动物造模 z-bio 2021-09-17 809

　　OBJECTIVE: To observe the effect of sodium metavanadate (NaVO3·2H2O) exposure on the inflammatory response and migration of microglia, and to discuss the related mechanisms of vanadium neurotoxicity.

　　Method: Incubate SD rat microglia in primary culture with sodium metavanadate, immunofluorescence technique to show the changes in microglia morphology and the expression of specific marker Iba1, and western blot technique to detect iNOS, COX-2, ERK and p-ERK protein expression, enzyme-linked immunosorbent assay was used to detect the release of inflammatory factors TNF-α and IL-1β; a scratch migration model was constructed, and immunofluorescence technology recorded the effect of sodium metavanadate on the migration of microglia.
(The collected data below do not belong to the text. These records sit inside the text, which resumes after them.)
use std::time::{Duration, Instant};

use async_trait::async_trait;
use reqwest::StatusCode;
use tracing::{debug, warn};

use crate::app::ports::LookupPort;
use crate::common::constants::{API_KEY_QUERY_PARAM, EMAIL_QUERY_PARAM};
use crate::common::error::Result;
use crate::common::types::{LookupFailure, LookupOutcome};
use crate::config::Config;
use crate::metrics::{MetricName, Metrics};

/// ReverseContact lookup over a single shared `reqwest::Client`.
///
/// The client is built once and holds the connection pool every concurrent
/// lookup draws from; wrap the adapter in an `Arc` to share it.
pub struct ReqwestLookup {
    client: reqwest::Client,
    api_url: String,
    api_key: String,
}

impl ReqwestLookup {
    pub fn new(api_url: &str, api_key: &str, timeout: Duration, user_agent: &str) -> Result<Self> {
        let client = reqwest::Client::builder()
            .user_agent(user_agent)
            .timeout(timeout)
            .build()?;
        Ok(Self {
            client,
            api_url: api_url.to_string(),
            api_key: api_key.to_string(),
        })
    }

    pub fn from_config(config: &Config) -> Result<Self> {
        Self::new(
            &config.api_url,
            config.require_api_key()?,
            Duration::from_secs(config.timeout_seconds),
            &config.user_agent,
        )
    }

    async fn fetch(&self, email: &str) -> LookupOutcome {
        let resp = match self
            .client
            .get(&self.api_url)
            .query(&[(EMAIL_QUERY_PARAM, email), (API_KEY_QUERY_PARAM, self.api_key.as_str())])
            .send()
            .await
        {
            Ok(resp) => resp,
            Err(e) => return LookupOutcome::Failure(transport_failure(e)),
        };

        let status = resp.status();
        if status != StatusCode::OK {
            return LookupOutcome::Failure(LookupFailure::Status(status.as_u16()));
        }

        let bytes = match resp.bytes().await {
            Ok(bytes) => bytes,
            Err(e) => return LookupOutcome::Failure(transport_failure(e)),
        };
        match serde_json::from_slice(&bytes) {
            Ok(payload) => LookupOutcome::Success(payload),
            Err(e) => LookupOutcome::Failure(LookupFailure::Parse(e.to_string())),
        }
    }
}

// The request URL carries the API key, so it is stripped from the message
fn transport_failure(e: reqwest::Error) -> LookupFailure {
    let kind = if e.is_timeout() { "timed out: " } else { "" };
    LookupFailure::Transport(format!("{}{}", kind, e.without_url()))
}

#[async_trait]
impl LookupPort for ReqwestLookup {
    async fn lookup(&self, email: &str) -> LookupOutcome {
        let started = Instant::now();
        let outcome = self.fetch(email).await;
        Metrics::histogram(MetricName::LookupDuration).record(started.elapsed().as_secs_f64());

        match &outcome {
            LookupOutcome::Success(_) => {
                debug!("Lookup succeeded for {}", email);
                Metrics::counter(MetricName::LookupsSuccess).increment(1);
            }
            LookupOutcome::Failure(reason) => {
                warn!("Lookup failed for {}: {}", email, reason);
                Metrics::counter_with_reason(MetricName::LookupsFailure, reason.kind()).increment(1);
            }
        }
        outcome
    }
}
use serde::Deserialize;
use std::fs;
use std::path::Path;

use crate::common::constants::{
    DEFAULT_API_URL, DEFAULT_CONFIG_FILE, DEFAULT_PROGRESS_EVERY, DEFAULT_TIMEOUT_SECONDS,
    DEFAULT_USER_AGENT, ENV_API_KEY, ENV_API_URL, ENV_MAX_CONCURRENCY,
};
use crate::common::error::{EnricherError, Result};

/// Run configuration. Layered as: defaults, TOML file, environment, CLI flags.
#[derive(Debug, Clone, Deserialize, PartialEq)]
#[serde(default)]
pub struct Config {
    pub api_url: String,
    pub api_key: Option<String>,
    /// Cap on lookups in flight; unbounded when unset
    pub max_concurrency: Option<usize>,
    pub timeout_seconds: u64,
    pub user_agent: String,
    /// Log progress every N completed lookups
    pub progress_every: usize,
}

impl Default for Config {
    fn default() -> Self {
        Self {
            api_url: DEFAULT_API_URL.to_string(),
            api_key: None,
            max_concurrency: None,
            timeout_seconds: DEFAULT_TIMEOUT_SECONDS,
            user_agent: DEFAULT_USER_AGENT.to_string(),
            progress_every: DEFAULT_PROGRESS_EVERY,
        }
    }
}

impl Config {
    /// Load from `path`, or from `enricher.toml` if it exists. An explicit path must exist.
    pub fn load(path: Option<&Path>) -> Result<Self> {
        let (config_path, required) = match path {
            Some(p) => (p, true),
            None => (Path::new(DEFAULT_CONFIG_FILE), false),
        };
        if !required && !config_path.exists() {
            return Ok(Self::default());
        }

        let config_content = fs::read_to_string(config_path).map_err(|e| {
            EnricherError::Config(format!(
                "Failed to read config file '{}': {}",
                config_path.display(),
                e
            ))
        })?;
        Self::from_toml_str(&config_content)
    }

    pub fn from_toml_str(content: &str) -> Result<Self> {
        let config: Config = toml::from_str(content)?;
        Ok(config)
    }

    /// Apply `ENRICHER_*` overrides from the process environment
    pub fn apply_env(&mut self) -> Result<()> {
        self.apply_env_from(|key| std::env::var(key).ok())
    }

    pub fn apply_env_from<F>(&mut self, var: F) -> Result<()>
    where
        F: Fn(&str) -> Option<String>,
    {
        if let Some(key) = var(ENV_API_KEY).filter(|v| !v.trim().is_empty()) {
            self.api_key = Some(key.trim().to_string());
        }
        if let Some(url) = var(ENV_API_URL).filter(|v| !v.trim().is_empty()) {
            self.api_url = url.trim().to_string();
        }
        if let Some(raw) = var(ENV_MAX_CONCURRENCY).filter(|v| !v.trim().is_empty()) {
            let cap = raw.trim().parse::<usize>().map_err(|e| {
                EnricherError::Config(format!("{} must be a positive integer, got '{}': {}", ENV_MAX_CONCURRENCY, raw, e))
            })?;
            self.max_concurrency = Some(cap);
        }
        Ok(())
    }

    pub fn require_api_key(&self) -> Result<&str> {
        self.api_key
            .as_deref()
            .filter(|k| !k.is_empty())
            .ok_or_else(|| EnricherError::Config(format!("API key missing: set {} or api_key in the config file", ENV_API_KEY)))
    }

    pub fn validate(&self) -> Result<()> {
        self.require_api_key()?;
        if self.api_url.trim().is_empty() {
            return Err(EnricherError::Config("api_url must not be empty".to_string()));
        }
        if self.max_concurrency == Some(0) {
            return Err(EnricherError::Config("max_concurrency must be at least 1".to_string()));
        }
        if self.timeout_seconds == 0 {
            return Err(EnricherError::Config("timeout_seconds must be at least 1".to_string()));
        }
        Ok(())
    }
}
　　Results: After incubating microglia with sodium metavanadate, the morphology of neuromicroglia changed from a resting state to a phagocytic cell-like morphology, and the expression of its specific marker Iba1 was significantly increased; iNOS and COX-2 proteins The expression and the release of TNF-α and IL-1β were significantly higher than those in the control group; sodium metavanadate promoted the migration of microglia.

　　Conclusion: Sodium metavanadate significantly promotes the inflammatory response and migration of microglia.